McBride also touches on the themes of transformation and healing from trauma with both characters’ comments about the palpable difference they feel upon reaching the Navajo Nation. Situated at the intersection of Arizona, New Mexico, Utah, and Colorado, the reservation is the largest land area held by a Native American tribe in the United States. Significantly, the Navajo Nation is one of the few US reservations located on the tribe’s traditional territory. Sani immediately senses his ancestral connection to the land; in a metaphor, he emphasizes the support and serenity he feels by speaking of the land as though it is “cradling” him as a mother cradles a child. Moth also feels a sense of peace on the land, and comments that she might be able to leave her cocoon. Unbeknownst to her, she will do exactly this when she moves beyond her purgatory-like state.
Although Moth feels an immediate sense that the land is welcoming her, Sani’s father ignores her presence entirely. Sani excuses his father’s rudeness by saying he is always like this before going to heal a person. However, by this point in the story, readers might notice that so far McBride has only shown Moth to interact with Sani. Sani’s father, like Aunt Jack and the kids at school, do not address Moth—because they cannot see her. Arriving at Sani’s father’s house also presents a bafflingly eerie moment for Moth when she discovers that Sani has drawn a portrait of her years earlier.
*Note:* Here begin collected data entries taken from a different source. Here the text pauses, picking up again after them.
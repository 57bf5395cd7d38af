//! In-Memory Repository Implementations
//!
//! Thread-safe, in-memory implementations of the repository traits defined
//! in `domain::repositories`.
//!
//! # Limitations
//!
//! - Data is lost on application restart
//! - No sharing across processes
//!
//! For durable storage use the SQLite repositories in `infrastructure::persistence`.

use crate::domain::errors::JournalError;
use crate::domain::journal::{Asset, Goal, JournalEntry, Portfolio, Trade};
use crate::domain::repositories::{
    AssetRepository, GoalRepository, JournalEntryRepository, PortfolioRepository, TradeRepository,
};
use anyhow::Result;
use async_trait::async_trait;
use std::sync::Arc;
use tokio::sync::RwLock;

/// In-memory implementation of TradeRepository
pub struct InMemoryTradeRepository {
    trades: Arc<RwLock<Vec<Trade>>>,
}

impl InMemoryTradeRepository {
    pub fn new() -> Self {
        Self {
            trades: Arc::new(RwLock::new(Vec::new())),
        }
    }
}

impl Default for InMemoryTradeRepository {
    fn default() -> Self {
        Self::new()
    }
}

#[async_trait]
impl TradeRepository for InMemoryTradeRepository {
    async fn get_all(&self) -> Result<Vec<Trade>> {
        Ok(self.trades.read().await.clone())
    }

    async fn get(&self, id: &str) -> Result<Option<Trade>> {
        let trades = self.trades.read().await;
        Ok(trades.iter().find(|t| t.id == id).cloned())
    }

    async fn add(&self, trade: &Trade) -> Result<()> {
        // Newest first
        self.trades.write().await.insert(0, trade.clone());
        Ok(())
    }

    async fn update(&self, trade: &Trade) -> Result<()> {
        let mut trades = self.trades.write().await;
        let slot = trades
            .iter_mut()
            .find(|t| t.id == trade.id)
            .ok_or_else(|| JournalError::trade_not_found(&trade.id))?;
        *slot = trade.clone();
        Ok(())
    }

    async fn close(&self, trade: &Trade) -> Result<()> {
        let mut trades = self.trades.write().await;
        let slot = trades
            .iter_mut()
            .find(|t| t.id == trade.id)
            .ok_or_else(|| JournalError::trade_not_found(&trade.id))?;
        if slot.is_closed() {
            return Err(JournalError::TradeAlreadyClosed {
                id: trade.id.clone(),
            }
            .into());
        }
        *slot = trade.clone();
        Ok(())
    }

    async fn delete(&self, id: &str) -> Result<()> {
        let mut trades = self.trades.write().await;
        let before = trades.len();
        trades.retain(|t| t.id != id);
        if trades.len() == before {
            return Err(JournalError::trade_not_found(id).into());
        }
        Ok(())
    }
}

/// In-memory implementation of GoalRepository
pub struct InMemoryGoalRepository {
    goals: Arc<RwLock<Vec<Goal>>>,
}

impl InMemoryGoalRepository {
    pub fn new() -> Self {
        Self {
            goals: Arc::new(RwLock::new(Vec::new())),
        }
    }
}

impl Default for InMemoryGoalRepository {
    fn default() -> Self {
        Self::new()
    }
}

#[async_trait]
impl GoalRepository for InMemoryGoalRepository {
    async fn get_all(&self) -> Result<Vec<Goal>> {
        Ok(self.goals.read().await.clone())
    }

    async fn get(&self, id: &str) -> Result<Option<Goal>> {
        let goals = self.goals.read().await;
        Ok(goals.iter().find(|g| g.id == id).cloned())
    }

    async fn add(&self, goal: &Goal) -> Result<()> {
        self.goals.write().await.insert(0, goal.clone());
        Ok(())
    }

    async fn update(&self, goal: &Goal) -> Result<()> {
        let mut goals = self.goals.write().await;
        let slot = goals
            .iter_mut()
            .find(|g| g.id == goal.id)
            .ok_or_else(|| JournalError::goal_not_found(&goal.id))?;
        *slot = goal.clone();
        Ok(())
    }

    async fn delete(&self, id: &str) -> Result<()> {
        let mut goals = self.goals.write().await;
        let before = goals.len();
        goals.retain(|g| g.id != id);
        if goals.len() == before {
            return Err(JournalError::goal_not_found(id).into());
        }
        Ok(())
    }
}

/// In-memory implementation of PortfolioRepository
pub struct InMemoryPortfolioRepository {
    portfolio: Arc<RwLock<Portfolio>>,
}

impl InMemoryPortfolioRepository {
    pub fn new(initial: Portfolio) -> Self {
        Self {
            portfolio: Arc::new(RwLock::new(initial)),
        }
    }
}

#[async_trait]
impl PortfolioRepository for InMemoryPortfolioRepository {
    async fn load(&self) -> Result<Portfolio> {
        Ok(self.portfolio.read().await.clone())
    }

    async fn save(&self, portfolio: &Portfolio) -> Result<()> {
        *self.portfolio.write().await = portfolio.clone();
        Ok(())
    }
}

/// In-memory implementation of AssetRepository
pub struct InMemoryAssetRepository {
    assets: Arc<RwLock<Vec<Asset>>>,
}

impl InMemoryAssetRepository {
    pub fn new() -> Self {
        Self {
            assets: Arc::new(RwLock::new(Vec::new())),
        }
    }
}

impl Default for InMemoryAssetRepository {
    fn default() -> Self {
        Self::new()
    }
}

#[async_trait]
impl AssetRepository for InMemoryAssetRepository {
    async fn get_all(&self) -> Result<Vec<Asset>> {
        Ok(self.assets.read().await.clone())
    }

    async fn get(&self, id: &str) -> Result<Option<Asset>> {
        let assets = self.assets.read().await;
        Ok(assets.iter().find(|a| a.id == id).cloned())
    }

    async fn add(&self, asset: &Asset) -> Result<()> {
        self.assets.write().await.insert(0, asset.clone());
        Ok(())
    }

    async fn update(&self, asset: &Asset) -> Result<()> {
        let mut assets = self.assets.write().await;
        let slot = assets
            .iter_mut()
            .find(|a| a.id == asset.id)
            .ok_or_else(|| JournalError::asset_not_found(&asset.id))?;
        *slot = asset.clone();
        Ok(())
    }

    async fn delete(&self, id: &str) -> Result<()> {
        let mut assets = self.assets.write().await;
        let before = assets.len();
        assets.retain(|a| a.id != id);
        if assets.len() == before {
            return Err(JournalError::asset_not_found(id).into());
        }
        Ok(())
    }
}

/// In-memory implementation of JournalEntryRepository
#[derive(Default)]
pub struct InMemoryJournalEntryRepository {
    entries: RwLock<Vec<JournalEntry>>,
}

impl InMemoryJournalEntryRepository {
    pub fn new() -> Self {
        Self::default()
    }
}

#[async_trait]
impl JournalEntryRepository for InMemoryJournalEntryRepository {
    async fn get_all(&self) -> Result<Vec<JournalEntry>> {
        Ok(self.entries.read().await.clone())
    }

    async fn add(&self, entry: &JournalEntry) -> Result<()> {
        self.entries.write().await.insert(0, entry.clone());
        Ok(())
    }

    async fn delete(&self, id: &str) -> Result<()> {
        let mut entries = self.entries.write().await;
        let position = entries
            .iter()
            .position(|e| e.id == id)
            .ok_or_else(|| JournalError::entry_not_found(id))?;
        entries.remove(position);
        Ok(())
    }
}
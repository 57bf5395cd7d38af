use crate::domain::errors::JournalError;
use chrono::{DateTime, Utc};
use serde::{Deserialize, Serialize};
use std::fmt;
use std::str::FromStr;

#[derive(Debug, Clone, Copy, PartialEq, Eq, Serialize, Deserialize)]
#[serde(rename_all = "lowercase")]
pub enum AssetCategory {
    Stocks,
    Crypto,
    Forex,
    Commodities,
    Indices,
    Options,
}

impl fmt::Display for AssetCategory {
    fn fmt(&self, f: &mut fmt::Formatter<'_>) -> fmt::Result {
        match self {
            AssetCategory::Stocks => write!(f, "stocks"),
            AssetCategory::Crypto => write!(f, "crypto"),
            AssetCategory::Forex => write!(f, "forex"),
            AssetCategory::Commodities => write!(f, "commodities"),
            AssetCategory::Indices => write!(f, "indices"),
            AssetCategory::Options => write!(f, "options"),
        }
    }
}

impl FromStr for AssetCategory {
    type Err = JournalError;

    fn from_str(s: &str) -> Result<Self, Self::Err> {
        match s.to_lowercase().as_str() {
            "stocks" | "stock" => Ok(AssetCategory::Stocks),
            "crypto" => Ok(AssetCategory::Crypto),
            "forex" => Ok(AssetCategory::Forex),
            "commodities" | "commodity" => Ok(AssetCategory::Commodities),
            "indices" | "index" => Ok(AssetCategory::Indices),
            "options" | "option" => Ok(AssetCategory::Options),
            _ => Err(JournalError::InvalidAssetCategory {
                value: s.to_string(),
            }),
        }
    }
}

/// An instrument in the user's watch catalogue.
///
/// `is_active` doubles as the favorite flag.
#[derive(Debug, Clone, PartialEq, Serialize, Deserialize)]
pub struct Asset {
    pub id: String,
    /// Always upper case
    pub symbol: String,
    pub name: String,
    pub category: AssetCategory,
    pub exchange: Option<String>,
    pub sector: Option<String>,
    pub is_active: bool,
    pub created_at: DateTime<Utc>,
}

impl Asset {
    /// Creates a favorited asset. Symbol and name must be non-blank.
    pub fn new(
        symbol: &str,
        name: &str,
        category: AssetCategory,
    ) -> Result<Self, JournalError> {
        let symbol = symbol.trim();
        let name = name.trim();
        if symbol.is_empty() || name.is_empty() {
            return Err(JournalError::MissingAssetFields);
        }

        Ok(Self {
            id: uuid::Uuid::new_v4().to_string(),
            symbol: symbol.to_uppercase(),
            name: name.to_string(),
            category,
            exchange: None,
            sector: None,
            is_active: true,
            created_at: Utc::now(),
        })
    }
}

/// Catalogue query: every set criterion must match.
#[derive(Debug, Clone, Default)]
pub struct AssetFilter {
    /// Case-insensitive substring of the symbol or the name
    pub search: Option<String>,
    pub category: Option<AssetCategory>,
    pub favorites_only: bool,
}

impl AssetFilter {
    pub fn matches(&self, asset: &Asset) -> bool {
        let matches_search = match &self.search {
            Some(term) => {
                let term = term.to_lowercase();
                asset.symbol.to_lowercase().contains(&term)
                    || asset.name.to_lowercase().contains(&term)
            }
            None => true,
        };
        let matches_category = self.category.is_none_or(|c| c == asset.category);

        matches_search && matches_category && (!self.favorites_only || asset.is_active)
    }
}
use crate::domain::errors::JournalError;
use crate::domain::journal::{Goal, GoalCategory, GoalType, Priority};
use crate::domain::repositories::GoalRepository;
use crate::infrastructure::persistence::database::Database;
use anyhow::{Context, Result};
use async_trait::async_trait;
use chrono::NaiveDate;
use std::str::FromStr;

type GoalRow = (
    String,
    String,
    String,
    f64,
    String,
    String,
    String,
    bool,
    String,
);

const GOAL_COLUMNS: &str =
    "id, goal_type, category, target, created_at, deadline, description, is_active, priority";

pub struct SqliteGoalRepository {
    database: Database,
}

impl SqliteGoalRepository {
    pub fn new(database: Database) -> Self {
        Self { database }
    }
}

#[async_trait]
impl GoalRepository for SqliteGoalRepository {
    async fn get_all(&self) -> Result<Vec<Goal>> {
        let rows = sqlx::query_as::<_, GoalRow>(&format!(
            "SELECT {} FROM goals ORDER BY rowid DESC",
            GOAL_COLUMNS
        ))
        .fetch_all(&self.database.pool)
        .await
        .context("Failed to load goals")?;

        rows.into_iter().map(map_row_to_goal).collect()
    }

    async fn get(&self, id: &str) -> Result<Option<Goal>> {
        let row = sqlx::query_as::<_, GoalRow>(&format!(
            "SELECT {} FROM goals WHERE id = $1",
            GOAL_COLUMNS
        ))
        .bind(id)
        .fetch_optional(&self.database.pool)
        .await
        .context("Failed to load goal")?;

        row.map(map_row_to_goal).transpose()
    }

    async fn add(&self, goal: &Goal) -> Result<()> {
        sqlx::query(
            r#"
            INSERT INTO goals (
                id, goal_type, category, target, created_at,
                deadline, description, is_active, priority
            )
            VALUES ($1, $2, $3, $4, $5, $6, $7, $8, $9)
            "#,
        )
        .bind(&goal.id)
        .bind(goal.goal_type.to_string())
        .bind(goal.category.to_string())
        .bind(goal.target)
        .bind(goal.created_at.to_string())
        .bind(goal.deadline.to_string())
        .bind(&goal.description)
        .bind(goal.is_active)
        .bind(goal.priority.to_string())
        .execute(&self.database.pool)
        .await
        .context("Failed to save goal")?;

        Ok(())
    }

    async fn update(&self, goal: &Goal) -> Result<()> {
        let result = sqlx::query(
            r#"
            UPDATE goals SET
                goal_type = $1,
                category = $2,
                target = $3,
                created_at = $4,
                deadline = $5,
                description = $6,
                is_active = $7,
                priority = $8
            WHERE id = $9
            "#,
        )
        .bind(goal.goal_type.to_string())
        .bind(goal.category.to_string())
        .bind(goal.target)
        .bind(goal.created_at.to_string())
        .bind(goal.deadline.to_string())
        .bind(&goal.description)
        .bind(goal.is_active)
        .bind(goal.priority.to_string())
        .bind(&goal.id)
        .execute(&self.database.pool)
        .await
        .context("Failed to update goal")?;

        if result.rows_affected() == 0 {
            return Err(JournalError::goal_not_found(&goal.id).into());
        }
        Ok(())
    }

    async fn delete(&self, id: &str) -> Result<()> {
        let result = sqlx::query("DELETE FROM goals WHERE id = $1")
            .bind(id)
            .execute(&self.database.pool)
            .await
            .context("Failed to delete goal")?;

        if result.rows_affected() == 0 {
            return Err(JournalError::goal_not_found(id).into());
        }
        Ok(())
    }
}

fn map_row_to_goal(row: GoalRow) -> Result<Goal> {
    let (id, goal_type, category, target, created_at, deadline, description, is_active, priority) =
        row;

    Ok(Goal {
        id,
        goal_type: GoalType::from_str(&goal_type)?,
        category: GoalCategory::from_str(&category)?,
        target,
        created_at: NaiveDate::from_str(&created_at).context("Invalid goal created_at")?,
        deadline: NaiveDate::from_str(&deadline).context("Invalid goal deadline")?,
        description,
        is_active,
        priority: Priority::from_str(&priority)?,
    })
}
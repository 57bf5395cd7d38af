// Journal analytics engine: pure functions over trade and goal records
pub mod calculator;
pub mod consistency;
pub mod goal_analytics;
pub mod metrics;
pub mod pnl_curve;
pub mod stats;

pub use calculator::realized_pnl;
pub use consistency::{
    ConsistencyDay, ConsistencySummary, calendar_weeks, consistency_series, consistency_summary,
};
pub use goal_analytics::{GoalAnalytics, PerformanceRating};
pub use metrics::Analytics;
pub use pnl_curve::{PnlPoint, pnl_curve};
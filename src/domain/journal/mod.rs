// Journal records: trades, goals, the account they belong to and the notes around them
pub mod asset;
pub mod entry;
pub mod goal;
pub mod portfolio;
pub mod trade;

pub use asset::{Asset, AssetCategory, AssetFilter};
pub use entry::{JournalEntry, Mood};
pub use goal::{Goal, GoalCategory, GoalType, Priority};
pub use portfolio::{Portfolio, PortfolioSummary, Transaction, TransactionKind};
pub use trade::{Direction, EmotionalState, Trade};
//! Storage configuration parsing from environment variables.

use anyhow::Result;
use std::env;
use std::str::FromStr;

pub const DEFAULT_DATABASE_URL: &str = "sqlite://data/journal.db";

/// Where journal records live
#[derive(Debug, Clone, Copy, PartialEq, Eq)]
pub enum StorageBackend {
    Memory,
    Sqlite,
}

impl FromStr for StorageBackend {
    type Err = anyhow::Error;

    fn from_str(s: &str) -> Result<Self, Self::Err> {
        match s.to_lowercase().as_str() {
            "memory" => Ok(StorageBackend::Memory),
            "sqlite" => Ok(StorageBackend::Sqlite),
            _ => anyhow::bail!("Invalid STORAGE_BACKEND: {}. Must be 'memory' or 'sqlite'", s),
        }
    }
}

/// Storage environment configuration
#[derive(Debug, Clone)]
pub struct StorageEnvConfig {
    pub backend: StorageBackend,
    pub database_url: String,
}

impl StorageEnvConfig {
    pub fn from_env() -> Result<Self> {
        let backend_str = env::var("STORAGE_BACKEND").unwrap_or_else(|_| "sqlite".to_string());

        Ok(Self {
            backend: StorageBackend::from_str(&backend_str)?,
            database_url: env::var("DATABASE_URL")
                .unwrap_or_else(|_| DEFAULT_DATABASE_URL.to_string()),
        })
    }
}
#[derive(Subcommand)]
enum Commands {
    /// Aggregate statistics over all closed trades
    Analytics {
        /// Also write the figures to this JSON file
        #[arg(long)]
        json: Option<String>,
    },
    /// Day-by-day P&L calendar ending today
    Calendar {
        /// Window length in days (defaults to CONSISTENCY_WINDOW_DAYS)
        #[arg(short, long, value_parser = clap::value_parser!(u32).range(..=i64::from(MAX_WINDOW_DAYS)))]
        days: Option<u32>,
    },
    /// Progress of every active goal
    Goals,
    /// Cumulative P&L trade by trade
    Curve,
    /// Most recently journaled trades
    Recent {
        #[arg(short, long)]
        limit: Option<usize>,
    },
    /// Balance and transaction totals
    Portfolio,
    /// Journal a new trade
    AddTrade {
        #[arg(short, long)]
        asset: String,

        /// long/buy or short/sell
        #[arg(short, long)]
        direction: String,

        #[arg(short, long)]
        entry: Decimal,

        #[arg(short, long)]
        size: Decimal,

        /// Exit price; records the trade as already closed
        #[arg(long)]
        exit: Option<Decimal>,

        #[arg(long)]
        fees: Option<Decimal>,

        /// Entry date (YYYY-MM-DD, default today)
        #[arg(long)]
        date: Option<String>,

        /// Entry time (HH:MM, default now)
        #[arg(long)]
        time: Option<String>,

        #[arg(long, default_value = "")]
        strategy: String,

        #[arg(long, default_value = "")]
        notes: String,

        #[arg(long, default_value = "")]
        market_conditions: String,

        /// confident, nervous, neutral, excited or frustrated
        #[arg(long)]
        emotion: Option<String>,

        /// Comma-separated tags
        #[arg(long, default_value = "")]
        tags: String,
    },
    /// Close an open trade at the given exit price
    CloseTrade { id: String, exit: Decimal },
    /// Delete a trade
    DeleteTrade { id: String },
    /// Create a goal for the current period
    AddGoal {
        /// daily, weekly, monthly or yearly
        #[arg(short = 't', long)]
        goal_type: String,

        /// profit, winrate, trades or drawdown
        #[arg(short, long)]
        category: String,

        #[arg(long)]
        target: f64,

        /// Deadline (YYYY-MM-DD, default end of the current period)
        #[arg(long)]
        deadline: Option<String>,

        /// low, medium or high
        #[arg(long, default_value = "medium")]
        priority: String,

        #[arg(long, default_value = "")]
        description: String,
    },
    /// Edit a goal; omitted fields keep their value
    UpdateGoal {
        id: String,

        #[arg(short = 't', long)]
        goal_type: Option<String>,

        #[arg(short, long)]
        category: Option<String>,

        #[arg(long)]
        target: Option<f64>,

        #[arg(long)]
        deadline: Option<String>,

        #[arg(long)]
        priority: Option<String>,

        #[arg(long)]
        description: Option<String>,
    },
    /// Pause or resume a goal
    SetGoalActive {
        id: String,
        #[arg(action = clap::ArgAction::Set)]
        active: bool,
    },
    /// Delete a goal
    DeleteGoal { id: String },
    /// List the asset catalogue
    Assets {
        /// Match symbol or name
        #[arg(short, long)]
        search: Option<String>,

        #[arg(short, long)]
        category: Option<String>,

        /// Only favorites
        #[arg(short, long)]
        favorites: bool,
    },
    /// Add an asset to the catalogue
    AddAsset {
        symbol: String,
        name: String,

        /// stocks, crypto, forex, commodities, indices or options
        #[arg(short, long, default_value = "stocks")]
        category: String,

        #[arg(long)]
        exchange: Option<String>,

        #[arg(long)]
        sector: Option<String>,
    },
    /// Edit an asset; omitted fields keep their value
    UpdateAsset {
        id: String,

        #[arg(long)]
        symbol: Option<String>,

        #[arg(long)]
        name: Option<String>,

        #[arg(short, long)]
        category: Option<String>,

        #[arg(long)]
        exchange: Option<String>,

        #[arg(long)]
        sector: Option<String>,
    },
    /// Star or unstar an asset
    ToggleFavorite { id: String },
    /// Remove an asset from the catalogue
    DeleteAsset { id: String },
    /// Write a journal entry
    AddEntry {
        title: String,
        content: String,

        /// positive, negative or neutral
        #[arg(short, long, default_value = "neutral")]
        mood: String,

        /// Entry date (YYYY-MM-DD, default today)
        #[arg(long)]
        date: Option<String>,

        /// Comma-separated tags
        #[arg(long, default_value = "")]
        tags: String,
    },
    /// Journal entries, newest first
    Entries {
        #[arg(short, long)]
        limit: Option<usize>,
    },
    /// Delete a journal entry
    DeleteEntry { id: String },
    /// Record a deposit
    Deposit { amount: Decimal },
    /// Record a withdrawal
    Withdraw { amount: Decimal },
}
use crate::domain::journal::Portfolio;
use crate::domain::repositories::PortfolioRepository;
use crate::infrastructure::persistence::database::Database;
use anyhow::{Context, Result};
use async_trait::async_trait;
use tracing::debug;

const PORTFOLIO_ID: &str = "default";

/// Stores the portfolio as a single JSON row. Falls back to `fallback`
/// until the first save.
pub struct SqlitePortfolioRepository {
    database: Database,
    fallback: Portfolio,
}

impl SqlitePortfolioRepository {
    pub fn new(database: Database, fallback: Portfolio) -> Self {
        Self { database, fallback }
    }
}

#[async_trait]
impl PortfolioRepository for SqlitePortfolioRepository {
    async fn load(&self) -> Result<Portfolio> {
        let row = sqlx::query_as::<_, (String,)>(
            "SELECT portfolio_json FROM portfolio WHERE id = $1",
        )
        .bind(PORTFOLIO_ID)
        .fetch_optional(&self.database.pool)
        .await
        .context("Failed to load portfolio")?;

        match row {
            Some((json,)) => {
                serde_json::from_str(&json).context("Failed to deserialize portfolio")
            }
            None => {
                debug!("No stored portfolio, using defaults");
                Ok(self.fallback.clone())
            }
        }
    }

    async fn save(&self, portfolio: &Portfolio) -> Result<()> {
        let json = serde_json::to_string(portfolio).context("Failed to serialize portfolio")?;

        sqlx::query(
            r#"
            INSERT INTO portfolio (id, portfolio_json, updated_at)
            VALUES ($1, $2, CURRENT_TIMESTAMP)
            ON CONFLICT(id) DO UPDATE SET
                portfolio_json = excluded.portfolio_json,
                updated_at = CURRENT_TIMESTAMP
            "#,
        )
        .bind(PORTFOLIO_ID)
        .bind(json)
        .execute(&self.database.pool)
        .await
        .context("Failed to save portfolio")?;

        Ok(())
    }
}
In this instance of situational irony, Sani explains that she appeared to him in a dream.
By moving the story to Sani’s father’s house, McBride also reveals the source of the mysterious herbal capsules Sani has taken throughout the novel. It turns out that Sani’s father works as a traditional healer, bringing herbal remedies to people in his community. The theme of mental illness comes up again as Moth speculates that the herbs serve the same purpose as Sani’s blue-and-white pills: regulating his depression. However, Sani hints at the true purpose of the capsules when he tosses them in the trash and suggests that doing so might prevent Moth from leaving him.
As they continue to stay at Sani’s father’s house, Moth pays attention to the emotional distress Sani undergoes as he fights his father on the necessity of taking both his medications consistently. Hinting at Sani’s ability to see ghosts, Sani’s father warns his son that remaining in close contact with the dead for too long will pull him away from the joys and beauty of his life. Sani’s father states this in an indirect way, reminding his son of the importance of perceiving the natural world as a miraculous gift. In defiance, Sani continues to dispose of his pills, insisting that they blunt his ability to see the truth. Unbeknownst to Moth, Sani is referring to his ability to see her. But despite Sani’s insistence on remaining with Moth by refusing to take his pills, at the end of the chapter Moth wakes to the shock of him having abandoned her at the campsite.